Agitando en dirección a Amanda, Emma palmeó el asiento junto al suyo.
Al ver a Emma, Amanda se sentó a su lado.
Con una bebida en la mano, Emma preguntó:
—¿Cuántas veces hoy?
—Cinco.
—¿Cinco?
Muy pocas, la última vez fueron seis, esta vez apuesto por siete.
A lo que Emma se refería era cuántas peleas tendría Kevin antes de que terminara el descanso para el almuerzo.
La semana pasada, en el lapso de una hora, lo desafiaron unas impresionantes seis veces.
Esta vez, Emma apostó que sería desafiado siete veces.
Habiendo aprendido la lección, naturalmente, no apostó dinero.
Estirando sus brazos hacia arriba, Emma bostezó.
—Huaaamm…
hombre, ver pelear a Kevin siempre es entretenido, ¿no estás de acuerdo?
—Sí.
Amanda asintió con la cabeza.
Con lo bueno que era Kevin, ver su pelea era tanto entretenido como esclarecedor.
Había mucho que aprender de él.
Por eso solía atraer a mucha gente.
—Solo la forma en que se mueve y cómo pelea, nunca te aburres de eso.
Especialmente porque siempre se contiene.
Me siento algo mal por sus oponentes.
Clenching her fists, Emma’s eyes became bright.
—Aun así, no planeo quedarme atrás.
Bostezo en voz alta y arrojó casualmente la bebida en su mano, Emma recordó algo.
—Burp…
Cierto, ese tipo también está peleando.
—¿Ren?
—Sí, él.
Al mencionar el nombre de Ren, el interés de Amanda se avivó un poco.
Ya lo había visto pelear una vez antes, en la fiesta posterior.
A pesar de haber visto solo una fracción de sus verdaderas habilidades, Amanda nunca olvidó ese momento.
«¿Usará el arte o habilidad con la espada de la fiesta posterior?
¿El rápido?»
Todo lo que recordaba era un borrón.
Sin embargo, dejó una profunda impresión en ella.
Fue tan rápido que incluso Elijah no pudo echarle un vistazo.
¿Iba a usar la habilidad o arte que usó para vencer a Elijah en ese entonces?
Amanda quería saber.
—¿Quién era su oponente otra vez?
Con los brazos cruzados, Emma frunció el ceño.
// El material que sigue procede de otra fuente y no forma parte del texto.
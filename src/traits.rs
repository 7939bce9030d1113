//! Traits shared by transaction kinds and the plan matching collaborator

use bigdecimal::BigDecimal;
use chrono::NaiveDateTime;

use crate::ledger::{PortfolioTransaction, SecurityRef};
use crate::types::*;

/// Capabilities common to account and portfolio transactions
///
/// Reconciliation works on whatever kind of transaction an investment plan
/// generated, so it only ever talks to this trait.
pub trait Transaction {
    fn id(&self) -> TransactionId;

    fn date_time(&self) -> NaiveDateTime;

    fn set_date_time(&mut self, date_time: NaiveDateTime);

    fn amount(&self) -> &Money;

    fn currency_code(&self) -> &str {
        &self.amount().currency_code
    }

    fn note(&self) -> Option<&str>;

    fn set_note(&mut self, note: Option<String>);

    fn security(&self) -> Option<&SecurityRef>;

    fn shares(&self) -> &BigDecimal;

    fn set_shares(&mut self, shares: BigDecimal);

    fn units(&self) -> &[TransactionUnit];

    fn clear_units(&mut self);

    fn add_unit(&mut self, unit: TransactionUnit);

    /// The cross entry this transaction is one half of, if any
    fn cross_entry(&self) -> Option<CrossEntryId>;
}

/// Finds the plan-generated transaction an imported record corresponds to
///
/// Implementations receive the plan's transactions in plan order and return
/// the position of the match.
pub trait PlanTransactionMatcher: Send + Sync {
    fn find_match(
        &self,
        candidate: &PortfolioTransaction,
        transactions: &[&dyn Transaction],
    ) -> Option<usize>;
}

/// Default matcher: same security, date within a tolerance window
///
/// When several transactions fall into the window the closest date wins,
/// the earlier position on a tie.
#[derive(Debug, Clone, Copy, PartialEq, Eq)]
pub struct DateWindowMatcher {
    pub tolerance_days: i64,
}

impl DateWindowMatcher {
    pub const DEFAULT_TOLERANCE_DAYS: i64 = 5;

    pub fn new(tolerance_days: i64) -> Self {
        Self { tolerance_days }
    }
}

impl Default for DateWindowMatcher {
    fn default() -> Self {
        Self::new(Self::DEFAULT_TOLERANCE_DAYS)
    }
}

impl PlanTransactionMatcher for DateWindowMatcher {
    fn find_match(
        &self,
        candidate: &PortfolioTransaction,
        transactions: &[&dyn Transaction],
    ) -> Option<usize> {
        let candidate_date = candidate.date_time.date();

        transactions
            .iter()
            .enumerate()
            .filter(|(_, t)| crate::ledger::same_security(t.security(), candidate.security.as_ref()))
            .map(|(index, t)| {
                let distance = (t.date_time().date() - candidate_date).num_days().abs();
                (index, distance)
            })
            .filter(|(_, distance)| *distance <= self.tolerance_days)
            .min_by_key(|(index, distance)| (*distance, *index))
            .map(|(index, _)| index)
    }
}

#[cfg(test)]
mod tests {
    use super::*;
    use crate::ledger::Security;
    use chrono::NaiveDate;
    use std::sync::Arc;

    fn at(y: i32, m: u32, d: u32) -> NaiveDateTime {
        NaiveDate::from_ymd_opt(y, m, d)
            .unwrap()
            .and_hms_opt(0, 0, 0)
            .unwrap()
    }

    fn buy(security: &SecurityRef, date_time: NaiveDateTime) -> PortfolioTransaction {
        PortfolioTransaction::new(
            date_time,
            PortfolioTransactionType::Buy,
            Money::new(BigDecimal::from(100), "EUR"),
            BigDecimal::from(1),
            security.clone(),
        )
    }

    #[test]
    fn test_matches_closest_date_in_window() {
        let security: SecurityRef = Arc::new(Security::new("ACME", "EUR"));
        let early = buy(&security, at(2024, 2, 27));
        let close = buy(&security, at(2024, 3, 2));
        let far = buy(&security, at(2024, 4, 1));
        let sequence: Vec<&dyn Transaction> = vec![&early, &close, &far];

        let candidate = buy(&security, at(2024, 3, 1));
        let matcher = DateWindowMatcher::default();

        assert_eq!(matcher.find_match(&candidate, &sequence), Some(1));
    }

    #[test]
    fn test_ignores_other_securities_and_distant_dates() {
        let security: SecurityRef = Arc::new(Security::new("ACME", "EUR"));
        let other: SecurityRef = Arc::new(Security::new("ACME", "EUR"));
        let same_day_other = buy(&other, at(2024, 3, 1));
        let distant = buy(&security, at(2024, 3, 20));
        let sequence: Vec<&dyn Transaction> = vec![&same_day_other, &distant];

        let candidate = buy(&security, at(2024, 3, 1));

        assert_eq!(
            DateWindowMatcher::default().find_match(&candidate, &sequence),
            None
        );
        assert_eq!(
            DateWindowMatcher::new(30).find_match(&candidate, &sequence),
            Some(1)
        );
    }
}
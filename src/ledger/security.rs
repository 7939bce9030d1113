//! Securities and their price series

use bigdecimal::BigDecimal;
use chrono::NaiveDate;
use serde::{Deserialize, Serialize};
use std::sync::{Arc, PoisonError, RwLock};

use crate::types::SecurityId;

/// Shared handle to a security. Membership in the ledger is decided by
/// handle identity, never by comparing fields.
pub type SecurityRef = Arc<Security>;

/// A single historical quote
#[derive(Debug, Clone, PartialEq, Eq, Serialize, Deserialize)]
pub struct SecurityPrice {
    pub date: NaiveDate,
    pub value: BigDecimal,
}

impl SecurityPrice {
    pub fn new(date: NaiveDate, value: BigDecimal) -> Self {
        Self { date, value }
    }
}

/// A tradable instrument
#[derive(Debug)]
pub struct Security {
    pub id: SecurityId,
    pub name: String,
    pub isin: Option<String>,
    pub ticker_symbol: Option<String>,
    pub currency_code: String,
    prices: RwLock<Vec<SecurityPrice>>,
}

impl Security {
    pub fn new(name: impl Into<String>, currency_code: impl Into<String>) -> Self {
        Self {
            id: SecurityId::new(),
            name: name.into(),
            isin: None,
            ticker_symbol: None,
            currency_code: currency_code.into(),
            prices: RwLock::new(Vec::new()),
        }
    }

    pub fn with_isin(mut self, isin: impl Into<String>) -> Self {
        self.isin = Some(isin.into());
        self
    }

    pub fn with_ticker_symbol(mut self, ticker_symbol: impl Into<String>) -> Self {
        self.ticker_symbol = Some(ticker_symbol.into());
        self
    }

    /// Add a price to the series, keeping it sorted by date.
    ///
    /// A price for a date that already has one replaces it. Returns `true`
    /// when the series grew.
    pub fn add_price(&self, price: SecurityPrice) -> bool {
        let mut prices = self.prices.write().unwrap_or_else(PoisonError::into_inner);
        match prices.binary_search_by(|p| p.date.cmp(&price.date)) {
            Ok(index) => {
                prices[index] = price;
                false
            }
            Err(index) => {
                prices.insert(index, price);
                true
            }
        }
    }

    /// Snapshot of the price series in date order
    pub fn prices(&self) -> Vec<SecurityPrice> {
        self.prices
            .read()
            .unwrap_or_else(PoisonError::into_inner)
            .clone()
    }

    pub fn latest_price(&self) -> Option<SecurityPrice> {
        self.prices
            .read()
            .unwrap_or_else(PoisonError::into_inner)
            .last()
            .cloned()
    }
}

/// Identity comparison of two optional security handles.
///
/// Two `None`s are not the same security, and neither is one `None`.
pub fn same_security(a: Option<&SecurityRef>, b: Option<&SecurityRef>) -> bool {
    match (a, b) {
        (Some(a), Some(b)) => Arc::ptr_eq(a, b),
        _ => false,
    }
}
No tenía idea de con quién peleaba Ren.
Después de un rato, sacudió la cabeza y se rindió.
—Eh, no puedo recordar su nombre.
—¿Sabes algo sobre él?
—Nah, realmente no, de lo que he oído, su rango está entre los cincuenta primeros, así que no debería ser tan malo.
—¿Top cincuenta?
—Sí, en realidad tengo curiosidad de qué tan fuerte es ese jo…
esteee, quiero decir Ren.
¿Y tú?
A media oración, Emma tosió y se corrigió a sí misma.
La respuesta de Amanda fue breve y cortante.
—Sí, supongo que sí.
—Esta pelea parece estar atrayendo a mucha gente.
Esperando tal respuesta, Emma miró a su alrededor.
Notando algo, señaló hacia su izquierda.
—Oye, mira, Amanda, ¡Jin también está aquí!
Supongo que él también está interesado en la pelea.
Sentado unas filas más cerca de ellas, Jin tenía los brazos cruzados.
Su atención completa estaba dirigida hacia el recinto de la arena.
Ni Arnold ni Troy se sentaron junto a él.
Era evidente que había venido aquí con la intención de observar las peleas.
Curiosa, Emma miró a Amanda y preguntó:
—¿Crees que está aquí por la pelea de Ren o la de Kevin?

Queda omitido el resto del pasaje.